For a while, it was like navigating two eras. “Just looking at all the photos, seeing an the victim’s home in 1967,” says Smith. “The accounts. The way they portray people. Nowadays, it would typically be different. There are so many changes over time.”
Understanding the Victim
Smith felt she came to understand the victim, too. “Louisa was such a prominent person,” she says. “Lots of people were saying that they saw her on the doorstep every day. She was widowed twice, estranged from her family, but she remained social. She had a gaggle of women who used to meet and gossip – and those were the women who realised something was amiss.”
Most of the team’s days were spent reading and summarising. (“Vast quantities of paperwork. It wouldn’t make compelling television.”) The team also spoke with the doctor, now eighty-nine, who had attended the scene. “He remembered every particular from that day,” says Smith. “He said: ‘In my career all my life and seen a lot of dead bodies but that’s the only one that had been murdered. That stays with you.’”
A History of Crimes
Headley’s previous convictions seemed to leave little question of his guilt. After the 1967 murder, he had moved, and in 1977 he had admitted to assaulting two older women, again in their own homes. His victims’ disturbing statements from that earlier trial gave some insight into the victim’s last moments.

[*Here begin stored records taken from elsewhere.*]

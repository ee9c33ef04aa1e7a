// Skills shown in the skills section.

use serde::{Deserialize, Serialize};

#[derive(Debug, Clone, Copy, PartialEq, Eq, PartialOrd, Ord, Hash, Serialize, Deserialize)]
#[serde(rename_all = "lowercase")]
pub enum SkillCategory {
    Frontend,
    Backend,
    Devops,
    Tools,
    Other,
}

impl SkillCategory {
    pub const ALL: [SkillCategory; 5] = [
        SkillCategory::Frontend,
        SkillCategory::Backend,
        SkillCategory::Devops,
        SkillCategory::Tools,
        SkillCategory::Other,
    ];

    pub fn title(&self) -> &'static str {
        match self {
            SkillCategory::Frontend => "Frontend",
            SkillCategory::Backend => "Backend",
            SkillCategory::Devops => "Tools & DevOps",
            SkillCategory::Tools => "Tools",
            SkillCategory::Other => "Other",
        }
    }
}

#[derive(Debug, Clone, PartialEq, Eq, Serialize, Deserialize)]
pub struct Skill {
    pub name: String,
    pub category: SkillCategory,
    /// 0-100.
    pub proficiency: u8,
}

impl Skill {
    pub fn new(name: &str, category: SkillCategory, proficiency: u8) -> Self {
        Self {
            name: name.to_string(),
            category,
            proficiency: proficiency.min(100),
        }
    }

    /// Proficiency as a gauge ratio.
    pub fn ratio(&self) -> f64 {
        f64::from(self.proficiency.min(100)) / 100.0
    }
}

/// Skills used when the config file lists none.
pub fn default_skills() -> Vec<Skill> {
    use SkillCategory::*;
    vec![
        Skill::new("React", Frontend, 90),
        Skill::new("TypeScript", Frontend, 85),
        Skill::new("Tailwind CSS", Frontend, 88),
        Skill::new("Next.js", Frontend, 82),
        Skill::new("Node.js", Backend, 85),
        Skill::new("Express", Backend, 80),
        Skill::new("PostgreSQL", Backend, 75),
        Skill::new("MongoDB", Backend, 78),
        Skill::new("Git", Devops, 90),
        Skill::new("Docker", Devops, 75),
        Skill::new("AWS", Devops, 70),
        Skill::new("CI/CD", Devops, 72),
    ]
}

/// Group skills by category, categories in display order, skills in input order.
/// Empty categories are left out.
pub fn group_by_category(skills: &[Skill]) -> Vec<(SkillCategory, Vec<&Skill>)> {
    SkillCategory::ALL
        .iter()
        .filter_map(|category| {
            let members: Vec<&Skill> = skills.iter().filter(|s| s.category == *category).collect();
            (!members.is_empty()).then_some((*category, members))
        })
        .collect()
}

#[cfg(test)]
mod tests {
    use super::*;

    #[test]
    fn defaults_cover_three_categories() {
        let skills = default_skills();
        let groups = group_by_category(&skills);
        let titles: Vec<&str> = groups.iter().map(|(c, _)| c.title()).collect();
        assert_eq!(titles, vec!["Frontend", "Backend", "Tools & DevOps"]);
        assert!(groups.iter().all(|(_, members)| members.len() == 4));
    }

    #[test]
    fn proficiency_is_capped() {
        let skill = Skill::new("Rust", SkillCategory::Backend, 250);
        assert_eq!(skill.proficiency, 100);
        assert_eq!(skill.ratio(), 1.0);
    }

    #[test]
    fn group_keeps_input_order() {
        let skills = vec![
            Skill::new("Zig", SkillCategory::Other, 10),
            Skill::new("Rust", SkillCategory::Backend, 80),
            Skill::new("Ada", SkillCategory::Other, 20),
        ];
        let groups = group_by_category(&skills);
        assert_eq!(groups[0].0, SkillCategory::Backend);
        let other: Vec<&str> = groups[1].1.iter().map(|s| s.name.as_str()).collect();
        assert_eq!(other, vec!["Zig", "Ada"]);
    }
}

“He menaced to choke one and he threatened to smother the other with a pillow,” says Smith. Both women fought back. Though Headley was initially sentenced to life, he appealed, supported by a psychiatrist who stated that Headley was acting out of character. “It went from a life sentence to less time,” says Smith.
Securing Justice
Smith was there for Headley’s arrest. “I knew what he looked like, I knew he was going to be 92, and I also knew how compelling the proof was,” she says. The team feared that the arrest would trigger a health crisis. “We were uncovering the most hidden truth he’d kept hidden for 60 years,” says Smith.
Yet everything was able to go ahead. The trial took place, and the victim’s living relative had been contacted by specialist officers. “Mary had believed it was never going to be resolved,” says Smith. For the family, there had also been a stigma about the nature of the crime.
“Rape is massively underreported now,” says Smith, “but in the mid-20th century, how many older women would ever report this had happened?”
Headley was told at sentencing that, for all intents and purposes, he would remain incarcerated. He would spend his life behind bars.
A Profound Effect
For Smith, it has been a special case. “It just feels different, I don’t know why,” she says. “In a live case, the process is very reactive. With this case you’re proactive, the pressure is only from yourself. It started with me trying to get someone to take some interest of that box – and I was able to see it through right until the end.”
She is certain that it is not the last resolution. There are about 130 cold cases in the archives. “We’ve got so much more to do,” she says. “We have a number of murders that we’re reviewing – we’re constantly submitting evidence to forensics and following other lines of inquiry. We’ll be forever unlocking the past.”